There's something to learn
Wherever you roam
But, don't you forget
There's no place like home

For an overly civilized, underly dogified
(Underly dogified, overly civilized)
Underly dogified, overly civilized dog!
— "Overly Civilized Dog"

What a Nightmare, Charlie Brown! is the 17th of the prime time animated TV specials based on the popular comic strip Peanuts by Charles Schulz. It was originally aired on CBS in 1978. It's notable in that it solely features Snoopy and Charlie Brown; none of the other Peanuts cast appear – and its plot is extremely similar to that of Jack London's The Call of the Wild.

The special was released on DVD as part of the Peanuts 1970's Collection, Volume Two set.

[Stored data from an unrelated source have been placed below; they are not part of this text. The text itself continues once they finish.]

//! Statistics generation from the scout database
//!
//! This module provides functionality for extracting and displaying
//! aggregate crawl statistics from the storage layer.

use crate::extraction::ExtractionMethod;
use crate::storage::{RunRecord, Storage, StorageResult};
use crate::tracker::QualityScore;
use std::collections::HashMap;
use std::fmt::Write;

/// Aggregate counts across every stored session
#[derive(Debug, Clone, Default)]
pub struct ScoutStatistics {
    /// Number of registered sites
    pub sites: u64,

    /// Visit count per quality level
    pub visits_by_quality: HashMap<QualityScore, u64>,

    /// Sites whose root was blocked in their latest session
    pub blocked_sites: u64,

    /// Extraction results per method (`none` means not found)
    pub results_by_method: HashMap<ExtractionMethod, u64>,

    /// The most recent run, if any
    pub latest_run: Option<RunRecord>,
}

impl ScoutStatistics {
    pub fn total_visits(&self) -> u64 {
        self.visits_by_quality.values().sum()
    }

    pub fn total_results(&self) -> u64 {
        self.results_by_method.values().sum()
    }

    /// Share of results where something was found, in percent
    pub fn found_rate(&self) -> f64 {
        let total = self.total_results();
        if total == 0 {
            return 0.0;
        }
        let not_found = self
            .results_by_method
            .get(&ExtractionMethod::None)
            .copied()
            .unwrap_or(0);
        (total - not_found) as f64 / total as f64 * 100.0
    }
}

/// Loads statistics from storage
pub fn load_statistics(storage: &dyn Storage) -> StorageResult<ScoutStatistics> {
    Ok(ScoutStatistics {
        sites: storage.count_sites()?,
        visits_by_quality: storage.count_visits_by_quality()?,
        blocked_sites: storage.count_blocked_sites()?,
        results_by_method: storage.count_extractions_by_method()?,
        latest_run: storage.get_latest_run()?,
    })
}

/// Renders statistics as plain text
pub fn format_statistics(stats: &ScoutStatistics) -> String {
    let mut out = String::new();
    let total_visits = stats.total_visits();

    let _ = writeln!(out, "=== Schedule Scout Statistics ===\n");

    if let Some(run) = &stats.latest_run {
        let _ = writeln!(out, "Latest run:");
        let _ = writeln!(out, "  Run {} ({})", run.id, run.status.to_db_string());
        let _ = writeln!(out, "  Started: {}", run.started_at.to_rfc3339());
        if let Some(finished) = run.finished_at {
            let _ = writeln!(out, "  Finished: {}", finished.to_rfc3339());
        }
        let _ = writeln!(out);
    }

    let _ = writeln!(out, "Overview:");
    let _ = writeln!(out, "  Sites: {}", stats.sites);
    let _ = writeln!(out, "  Blocked sites: {}", stats.blocked_sites);
    let _ = writeln!(out, "  Visits recorded: {}", total_visits);
    let _ = writeln!(out);

    let _ = writeln!(out, "Visits by Quality:");
    for quality in QualityScore::ALL {
        let count = stats.visits_by_quality.get(&quality).copied().unwrap_or(0);
        let percentage = if total_visits > 0 {
            count as f64 / total_visits as f64 * 100.0
        } else {
            0.0
        };
        let _ = writeln!(out, "  {}: {} ({:.1}%)", quality, count, percentage);
    }
    let _ = writeln!(out);

    let _ = writeln!(out, "Results by Method:");
    for method in [
        ExtractionMethod::Ai,
        ExtractionMethod::Keyword,
        ExtractionMethod::Legacy,
        ExtractionMethod::None,
    ] {
        let count = stats.results_by_method.get(&method).copied().unwrap_or(0);
        let _ = writeln!(out, "  {}: {}", method, count);
    }
    let _ = writeln!(out);

    let _ = writeln!(
        out,
        "Found Rate: {:.1}% ({} results)",
        stats.found_rate(),
        stats.total_results()
    );
    out
}

/// Prints statistics to stdout
pub fn print_statistics(stats: &ScoutStatistics) {
    print!("{}", format_statistics(stats));
}
//! Circuit breakers for every class of outbound operation
//!
//! Each [`OperationType`] has its own tuned [`BreakerConfig`]. A
//! [`BreakerRegistry`] hands out one shared [`CircuitBreaker`] per operation
//! type; the crawler keeps either one registry for the whole process or one
//! per site, depending on `crawler.breaker-scope`.

mod config;
mod history;
mod state;

pub use config::BreakerConfig;
pub use history::{backoff_delay, skip_threshold, ErrorClass, MethodErrorHistory, HISTORY_WINDOW};
pub use state::{BreakerSnapshot, CircuitBreaker, CircuitState};

use crate::config::BreakerOverride;
use serde::Serialize;
use std::collections::HashMap;
use std::fmt;
use std::sync::{Arc, Mutex};
use std::time::Duration;
use thiserror::Error;

/// Classes of outbound operation, each with its own breaker
#[derive(Debug, Clone, Copy, PartialEq, Eq, Hash, Serialize)]
#[serde(rename_all = "kebab-case")]
pub enum OperationType {
    ElementInteraction,
    PageLoad,
    ScriptExecution,
    SearchInteraction,
    MapInteraction,
    UrlVerification,
    AiContentAnalysis,
    Other,
}

impl OperationType {
    pub const ALL: [OperationType; 8] = [
        Self::ElementInteraction,
        Self::PageLoad,
        Self::ScriptExecution,
        Self::SearchInteraction,
        Self::MapInteraction,
        Self::UrlVerification,
        Self::AiContentAnalysis,
        Self::Other,
    ];

    pub fn name(&self) -> &'static str {
        match self {
            Self::ElementInteraction => "element-interaction",
            Self::PageLoad => "page-load",
            Self::ScriptExecution => "script-execution",
            Self::SearchInteraction => "search-interaction",
            Self::MapInteraction => "map-interaction",
            Self::UrlVerification => "url-verification",
            Self::AiContentAnalysis => "ai-content-analysis",
            Self::Other => "other",
        }
    }

    pub fn from_name(name: &str) -> Option<Self> {
        Self::ALL.into_iter().find(|op| op.name() == name)
    }
}

impl fmt::Display for OperationType {
    fn fmt(&self, f: &mut fmt::Formatter<'_>) -> fmt::Result {
        f.write_str(self.name())
    }
}

/// Failure of a breaker-guarded call
#[derive(Debug, Error)]
pub enum BreakerError<E> {
    /// The breaker was OPEN; no I/O was attempted
    #[error("circuit open for {0}")]
    Open(OperationType),

    #[error("{operation} timed out after {after:?}")]
    Timeout {
        operation: OperationType,
        after: Duration,
    },

    #[error("{0}")]
    Failed(E),
}

/// Hands out one breaker per operation type
#[derive(Debug)]
pub struct BreakerRegistry {
    breakers: Mutex<HashMap<OperationType, Arc<CircuitBreaker>>>,
    overrides: HashMap<String, BreakerOverride>,
}

impl BreakerRegistry {
    /// Creates a registry applying config-file overrides on top of the presets
    pub fn new(overrides: HashMap<String, BreakerOverride>) -> Self {
        Self {
            breakers: Mutex::new(HashMap::new()),
            overrides,
        }
    }

    /// A registry with the same tuning but independent counters
    pub fn fresh(&self) -> Self {
        Self::new(self.overrides.clone())
    }

    pub fn config_for(&self, operation: OperationType) -> BreakerConfig {
        let preset = BreakerConfig::for_operation(operation);
        match self.overrides.get(operation.name()) {
            Some(o) => preset.with_override(o),
            None => preset,
        }
    }

    pub fn get(&self, operation: OperationType) -> Arc<CircuitBreaker> {
        let mut breakers = self.breakers.lock().unwrap_or_else(|e| e.into_inner());
        breakers
            .entry(operation)
            .or_insert_with(|| Arc::new(CircuitBreaker::new(operation, self.config_for(operation))))
            .clone()
    }

    /// Snapshots of every breaker created so far
    pub fn snapshot(&self) -> Vec<BreakerSnapshot> {
        let breakers = self.breakers.lock().unwrap_or_else(|e| e.into_inner());
        let mut snaps: Vec<_> = breakers.values().map(|b| b.snapshot()).collect();
        snaps.sort_by_key(|s| s.operation_type.name());
        snaps
    }
}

In the winter, Charlie Brown is trying to pretend to be a musher with Snoopy, but Snoopy has other ideas and gets Charlie Brown to pull while he has fun riding in the sled. When night comes and they are comfortably indoors, Charlie Brown is indignant that Snoopy is adjusting too well to home life, reminding Snoopy of facts that Arctic dogs are only fed once a day, their meals largely consisting of cold meat and raw fish (to which Snoopy blanches and gives a look of "it is too bad to be them") and coming to the conclusion that Snoopy is "overly civilized". After making a dinner of five pizzas and a large milkshake – all of which he eats himself – Snoopy goes to bed on his doghouse and promptly wakes up to find out that he is now a sled dog of the Iditarod Trail Sled Dog Race in Alaska, presumably during the Klondike Gold Rush or the 1925 serum run to Nome.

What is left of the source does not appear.